# Sheep on 1/2 acre?



## eden (Mar 2, 2019)

Is it realistic to have 2 milk sheep on 1/2 acre? There's already chain link all around. If the space is adequate, how would the fence need to be modified to keep them in? Thanks!


----------



## Mike CHS (Mar 2, 2019)

I answered your other post so I'm glad you started your own. What kind of neighborhood is your property situated in?  The reason I ask is referring to neighborhood dogs.  They can be your worst problem and among the hardest to deal with.  You can keep sheep on any amount of acreage but with that small of a property you will be supplementing with feed and hay (a lot) since they will have any grass gone in short order.  I think @Baymule or @Devonviolet had at some point some chain link so I assume they will be along at some point to confirm or deny.


----------



## Baymule (Mar 3, 2019)

The chain link fence should keep them in. Your problem will be in keeping dogs OUT. A hot wire ran at the top and at the bottom will take care of that.


----------



## Niele da Kine (Oct 28, 2020)

This is two sheep on a quarter acre, but we have high rainfall, lots of grass and are willing to feed sheep instead of mowing.  We started fencing for sheep before the new neighbors moved in and they brought a young pit bull.  I was really worried about the dog eating the sheep, but they actually get along really well with each other.  I've since removed the tin roofing I'd put there to keep the dog from looking at the sheep.  They like to hang out near each other and occasionally they bump heads through the fence.

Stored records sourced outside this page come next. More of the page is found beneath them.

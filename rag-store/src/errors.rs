//! Unified error types for the crate.

use std::fmt;

use ai_llm_service::AiLlmError;
use thiserror::Error;

/// Top-level error for rag-store operations.
#[derive(Debug, Error)]
pub enum RagError {
    /// Invalid or unsupported configuration.
    #[error("config error: {0}")]
    Config(String),

    /// Mismatch in vector dimensionality.
    #[error("vector size mismatch: got {got}, want {want}")]
    VectorSizeMismatch { got: usize, want: usize },

    /// Chunks and identifiers are not 1:1.
    #[error("{chunks} chunks but {ids} identifiers")]
    LengthMismatch { chunks: usize, ids: usize },

    /// Malformed argument value (empty batch, duplicate id, k = 0, ...).
    #[error("invalid input: {0}")]
    InvalidInput(String),

    /// Identifier the index cannot use as a point key.
    #[error("point id `{0}` is not a UUID")]
    InvalidPointId(String),

    /// Payload with an unexpected shape.
    #[error("payload error: {0}")]
    Payload(String),

    /// The collection was never created.
    #[error("collection `{0}` does not exist")]
    UnknownCollection(String),

    /// Embedding provider did not return a vector.
    #[error("missing embedding for input")]
    MissingEmbedding,

    /// Embedding service failures.
    #[error("embedding error: {0}")]
    Embedding(#[from] AiLlmError),

    /// Index backend unreachable.
    #[error("index backend unreachable: {0}")]
    Connection(String),

    /// Qdrant client errors (wrapped).
    #[error("qdrant error: {0}")]
    Qdrant(String),
}

/// Category of an insertion failure.
#[derive(Clone, Copy, Debug, PartialEq, Eq)]
pub enum InsertErrorKind {
    /// Malformed input value.
    Value,
    /// Type mismatch in the document list or ids.
    Type,
    /// Embedding service or index backend unreachable.
    Connection,
    /// Anything else.
    Unexpected,
}

impl fmt::Display for InsertErrorKind {
    fn fmt(&self, f: &mut fmt::Formatter<'_>) -> fmt::Result {
        f.write_str(match self {
            InsertErrorKind::Value => "value",
            InsertErrorKind::Type => "type",
            InsertErrorKind::Connection => "connection",
            InsertErrorKind::Unexpected => "unexpected",
        })
    }
}

impl RagError {
    /// Classifies the error for insertion reporting.
    pub fn kind(&self) -> InsertErrorKind {
        match self {
            RagError::VectorSizeMismatch { .. }
            | RagError::LengthMismatch { .. }
            | RagError::InvalidInput(_)
            | RagError::UnknownCollection(_)
            | RagError::MissingEmbedding => InsertErrorKind::Value,
            RagError::InvalidPointId(_) | RagError::Payload(_) => InsertErrorKind::Type,
            RagError::Connection(_) => InsertErrorKind::Connection,
            RagError::Embedding(e) if e.is_connection() => InsertErrorKind::Connection,
            RagError::Embedding(_) | RagError::Config(_) | RagError::Qdrant(_) => {
                InsertErrorKind::Unexpected
            }
        }
    }
}

/// Failed batch insertion. The batch is treated as not durably inserted.
#[derive(Debug, Error)]
#[error("{kind} error while adding documents: {source}")]
pub struct InsertError {
    pub kind: InsertErrorKind,
    #[source]
    pub source: RagError,
}

impl From<RagError> for InsertError {
    fn from(source: RagError) -> Self {
        Self {
            kind: source.kind(),
            source,
        }
    }
}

Their pit bull friend will hopefully do a lot towards keeping other dogs away.


----------



## Baymule (Oct 28, 2020)

I don't like pit bulls, but there are some very good ones out there. Our neighbor has 2 that are terrific dogs. It sounds like your neighbors have one of the good ones.


----------



## Mike CHS (Oct 28, 2020)

Our neighbor has 5 pit bulls (all rescues) that are as sweet as I have ever seen.


----------



## Beekissed (Oct 28, 2020)

Depending on your climate, you'll soon be out of grass for them...they are voracious eaters.  You'll also have a lot of impact on the soils, so the chances for parasites and coccidia may increase with time, as well as other soil born bacteria and fungi.   If none of that bothers you and you'll be prepared for those things, then it's definitely doable.


----------



## Niele da Kine (Oct 29, 2020)

Mike CHS said:


> Our neighbor has 5 pit bulls (all rescues) that are as sweet as I have ever seen.





Baymule said:


> I don't like pit bulls, but there are some very good ones out there. Our neighbor has 2 that are terrific dogs. It sounds like your neighbors have one of the good ones.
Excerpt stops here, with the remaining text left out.